[Start of section]

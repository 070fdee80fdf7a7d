#[cfg(test)]
mod xoraddr_test;

use crate::addr::*;
use crate::agent::*;
use crate::attributes::*;
use crate::checks::*;
use crate::error::*;
use crate::message::*;

use std::fmt;
use std::mem;
use std::net::{IpAddr, Ipv4Addr, Ipv6Addr};

const WORD_SIZE: usize = mem::size_of::<usize>();

//var supportsUnaligned = runtime.GOARCH == "386" || runtime.GOARCH == "amd64" // nolint:gochecknoglobals

// fast_xor_bytes xors in bulk. It only works on architectures that
// support unaligned read/writes.
/*TODO: fn fast_xor_bytes(dst:&[u8], a:&[u8], b:&[u8]) ->usize {
    let mut n = a.len();
    if b.len() < n {
        n = b.len();
    }

    let w = n / WORD_SIZE;
    if w > 0 {
        let dw = *(*[]uintptr)(unsafe.Pointer(&dst))
        let aw = *(*[]uintptr)(unsafe.Pointer(&a))
        let bw = *(*[]uintptr)(unsafe.Pointer(&b))
        for i := 0; i < w; i++ {
            dw[i] = aw[i] ^ bw[i]
        }
    }

    for i := n - n%WORD_SIZE; i < n; i++ {
        dst[i] = a[i] ^ b[i]
    }

    return n
}*/

fn safe_xor_bytes(dst: &mut [u8], a: &[u8], b: &[u8]) -> usize {
    let mut n = a.len();
    if b.len() < n {
        n = b.len();
    }
    if dst.len() < n {
        n = dst.len();
    }
    for i in 0..n {
        dst[i] = a[i] ^ b[i];
    }
    n
}

/// xor_bytes xors the bytes in a and b. The destination is assumed to have enough
/// space. Returns the number of bytes xor'd.
pub fn xor_bytes(dst: &mut [u8], a: &[u8], b: &[u8]) -> usize {
    //TODO: if supportsUnaligned {
    //	return fastXORBytes(dst, a, b)
    //}
    safe_xor_bytes(dst, a, b)
}

/// XORMappedAddress implements XOR-MAPPED-ADDRESS attribute.
///
/// RFC 5389 Section 15.2
pub struct XorMappedAddress {
    pub ip: IpAddr,
    pub port: u16,
}

impl Default for XorMappedAddress {
    fn default() -> Self {
        XorMappedAddress {
            ip: IpAddr::V4(Ipv4Addr::from(0)),
            port: 0,
        }
    }
}

impl fmt::Display for XorMappedAddress {
    fn fmt(&self, f: &mut fmt::Formatter<'_>) -> fmt::Result {
        let family = match self.ip {
            IpAddr::V4(_) => FAMILY_IPV4,
            IpAddr::V6(_) => FAMILY_IPV6,
        };
        if family == FAMILY_IPV4 {
            write!(f, "{}:{}", self.ip, self.port)
        } else {
            write!(f, "[{}]:{}", self.ip, self.port)
        }
    }
}

impl Setter for XorMappedAddress {
    /// add_to adds XOR-MAPPED-ADDRESS to m. Can return ErrBadIPLength
    /// if len(a.IP) is invalid.
    fn add_to(&self, m: &mut Message) -> Result<()> {
        self.add_to_as(m, ATTR_XORMAPPED_ADDRESS)
    }
}

impl Getter for XorMappedAddress {
    /// get_from decodes XOR-MAPPED-ADDRESS attribute in message and returns
    /// error if any. While decoding, a.IP is reused if possible and can be
    /// rendered to invalid state (e.g. if a.IP was set to IPv6 and then
    /// IPv4 value were decoded into it), be careful.
    fn get_from(&mut self, m: &Message) -> Result<()> {
        self.get_from_as(m, ATTR_XORMAPPED_ADDRESS)
    }
}

impl XorMappedAddress {
    /// add_to_as adds XOR-MAPPED-ADDRESS value to m as t attribute.
    pub fn add_to_as(&self, m: &mut Message, t: AttrType) -> Result<()> {
        let (family, ip_len, ip) = match self.ip {
            IpAddr::V4(ipv4) => (FAMILY_IPV4, IPV4LEN, ipv4.octets().to_vec()),
            IpAddr::V6(ipv6) => (FAMILY_IPV6, IPV6LEN, ipv6.octets().to_vec()),
        };

        let mut value = vec![0; 32 + 128];
        //value[0] = 0 // first 8 bits are zeroes
        let mut xor_value = vec![0; IPV6LEN];
        xor_value[4..].copy_from_slice(&m.transaction_id.as_bytes()[..TRANSACTION_ID_SIZE]);
        xor_value[0..4].copy_from_slice(&MAGIC_COOKIE.to_be_bytes());
        value[0..2].copy_from_slice(&family.to_be_bytes());
        value[2..4].copy_from_slice(&(self.port ^ (MAGIC_COOKIE >> 16) as u16).to_be_bytes());
        xor_bytes(&mut value[4..4 + ip_len], &ip, &xor_value);
        m.add(t, &value[..4 + ip_len]);
        Ok(())
    }

    /// get_from_as decodes XOR-MAPPED-ADDRESS attribute value in message
    /// getting it as for t type.
    pub fn get_from_as(&mut self, m: &Message, t: AttrType) -> Result<()> {
        let v = m.get(t)?;
        if v.len() <= 4 {
            return Err(Error::ErrUnexpectedEof);
        }

        let family = u16::from_be_bytes([v[0], v[1]]);
        if family != FAMILY_IPV6 && family != FAMILY_IPV4 {
            return Err(Error::Other(format!("bad value {family}")));
        }

        check_overflow(
            t,
            v[4..].len(),
            if family == FAMILY_IPV4 {
                IPV4LEN
            } else {
                IPV6LEN
            },
        )?;
        self.port = u16::from_be_bytes([v[2], v[3]]) ^ (MAGIC_COOKIE >> 16) as u16;
        let mut xor_value = vec![0; 4 + TRANSACTION_ID_SIZE];
        xor_value[0..4].copy_from_slice(&MAGIC_COOKIE.to_be_bytes());
        xor_value[4..].copy_from_slice(&m.transaction_id.as_bytes()[..TRANSACTION_ID_SIZE]);

        if family == FAMILY_IPV6 {
            let mut ip = [0; IPV6LEN];
            xor_bytes(&mut ip, &v[4..], &xor_value);
            self.ip = IpAddr::V6(Ipv6Addr::from(ip));
        } else {
            let mut ip = [0; IPV4LEN];
            xor_bytes(&mut ip, &v[4..], &xor_value);
            self.ip = IpAddr::V4(Ipv4Addr::from(ip));
        };

        Ok(())
    }
}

[End of section]

## What is required
Repeat the data word for word, leaving out no line.

## Output for this task
repository 070fdee80fdf7a7d
#[cfg(test)]
mod xoraddr_test;

use crate::addr::*;
use crate::agent::*;
use crate::attributes::*;
use crate::checks::*;
use crate::error::*;
use crate::message::*;

use std::fmt;
use std::mem;
use std::net::{IpAddr, Ipv4Addr, Ipv6Addr};

const WORD_SIZE: usize = mem::size_of::<usize>();

//var supportsUnaligned = runtime.GOARCH == "386" || runtime.GOARCH == "amd64" // nolint:gochecknoglobals

// fast_xor_bytes xors in bulk. It only works on architectures that
// support unaligned read/writes.
/*TODO: fn fast_xor_bytes(dst:&[u8], a:&[u8], b:&[u8]) ->usize {
    let mut n = a.len();
    if b.len() < n {
        n = b.len();
    }

    let w = n / WORD_SIZE;
    if w > 0 {
        let dw = *(*[]uintptr)(unsafe.Pointer(&dst))
        let aw = *(*[]uintptr)(unsafe.Pointer(&a))
        let bw = *(*[]uintptr)(unsafe.Pointer(&b))
        for i := 0; i < w; i++ {
            dw[i] = aw[i] ^ bw[i]
        }
    }

    for i := n - n%WORD_SIZE; i < n; i++ {
        dst[i] = a[i] ^ b[i]
    }

    return n
}*/

fn safe_xor_bytes(dst: &mut [u8], a: &[u8], b: &[u8]) -> usize {
    let mut n = a.len();
    if b.len() < n {
        n = b.len();
    }
    if dst.len() < n {
        n = dst.len();
    }
    for i in 0..n {
        dst[i] = a[i] ^ b[i];
    }
    n
}

/// xor_bytes xors the bytes in a and b. The destination is assumed to have enough
/// space. Returns the number of bytes xor'd.
pub fn xor_bytes(dst: &mut [u8], a: &[u8], b: &[u8]) -> usize {
    //TODO: if supportsUnaligned {
    //	return fastXORBytes(dst, a, b)
    //}
    safe_xor_bytes(dst, a, b)
}

/// XORMappedAddress implements XOR-MAPPED-ADDRESS attribute.
///
/// RFC 5389 Section 15.2
pub struct XorMappedAddress {
    pub ip: IpAddr,
    pub port: u16,
}

impl Default for XorMappedAddress {
    fn default() -> Self {
        XorMappedAddress {
            ip: IpAddr::V4(Ipv4Addr::from(0)),
            port: 0,
        }
    }
}

impl fmt::Display for XorMappedAddress {
    fn fmt(&self, f: &mut fmt::Formatter<'_>) -> fmt::Result {
        let family = match self.ip {
            IpAddr::V4(_) => FAMILY_IPV4,
            IpAddr::V6(_) => FAMILY_IPV6,
        };
        if family == FAMILY_IPV4 {
            write!(f, "{}:{}", self.ip, self.port)
        } else {
            write!(f, "[{}]:{}", self.ip, self.port)
        }
    }
}

impl Setter for XorMappedAddress {
    /// add_to adds XOR-MAPPED-ADDRESS to m. Can return ErrBadIPLength
    /// if len(a.IP) is invalid.
    fn add_to(&self, m: &mut Message) -> Result<()> {
        self.add_to_as(m, ATTR_XORMAPPED_ADDRESS)
    }
}

impl Getter for XorMappedAddress {
    /// get_from decodes XOR-MAPPED-ADDRESS attribute in message and returns
    /// error if any. While decoding, a.IP is reused if possible and can be
    /// rendered to invalid state (e.g. if a.IP was set to IPv6 and then
    /// IPv4 value were decoded into it), be careful.
    fn get_from(&mut self, m: &Message) -> Result<()> {
        self.get_from_as(m, ATTR_XORMAPPED_ADDRESS)
    }
}

impl XorMappedAddress {
    /// add_to_as adds XOR-MAPPED-ADDRESS value to m as t attribute.
    pub fn add_to_as(&self, m: &mut Message, t: AttrType) -> Result<()> {
        let (family, ip_len, ip) = match self.ip {
            IpAddr::V4(ipv4) => (FAMILY_IPV4, IPV4LEN, ipv4.octets().to_vec()),
            IpAddr::V6(ipv6) => (FAMILY_IPV6, IPV6LEN, ipv6.octets().to_vec()),
        };

        let mut value = vec![0; 32 + 128];
        //value[0] = 0 // first 8 bits are zeroes
        let mut xor_value = vec![0; IPV6LEN];
        xor_value[4..].copy_from_slice(&m.transaction_id.as_bytes()[..TRANSACTION_ID_SIZE]);
        xor_value[0..4].copy_from_slice(&MAGIC_COOKIE.to_be_bytes());
        value[0..2].copy_from_slice(&family.to_be_bytes());
        value[2..4].copy_from_slice(&(self.port ^ (MAGIC_COOKIE >> 16) as u16).to_be_bytes());
        xor_bytes(&mut value[4..4 + ip_len], &ip, &xor_value);
        m.add(t, &value[..4 + ip_len]);
        Ok(())
    }

    /// get_from_as decodes XOR-MAPPED-ADDRESS attribute value in message
    /// getting it as for t type.
    pub fn get_from_as(&mut self, m: &Message, t: AttrType) -> Result<()> {
        let v = m.get(t)?;
        if v.len() <= 4 {
            return Err(Error::ErrUnexpectedEof);
        }

        let family = u16::from_be_bytes([v[0], v[1]]);
        if family != FAMILY_IPV6 && family != FAMILY_IPV4 {
            return Err(Error::Other(format!("bad value {family}")));
        }

        check_overflow(
            t,
            v[4..].len(),
            if family == FAMILY_IPV4 {
                IPV4LEN
            } else {
                IPV6LEN
            },
        )?;
        self.port = u16::from_be_bytes([v[2], v[3]]) ^ (MAGIC_COOKIE >> 16) as u16;
        let mut xor_value = vec![0; 4 + TRANSACTION_ID_SIZE];
        xor_value[0..4].copy_from_slice(&MAGIC_COOKIE.to_be_bytes());
        xor_value[4..].copy_from_slice(&m.transaction_id.as_bytes()[..TRANSACTION_ID_SIZE]);

        if family == FAMILY_IPV6 {
            let mut ip = [0; IPV6LEN];
            xor_bytes(&mut ip, &v[4..], &xor_value);
            self.ip = IpAddr::V6(Ipv6Addr::from(ip));
        } else {
            let mut ip = [0; IPV4LEN];
            xor_bytes(&mut ip, &v[4..], &xor_value);
            self.ip = IpAddr::V4(Ipv4Addr::from(ip));
        };

        Ok(())
    }
}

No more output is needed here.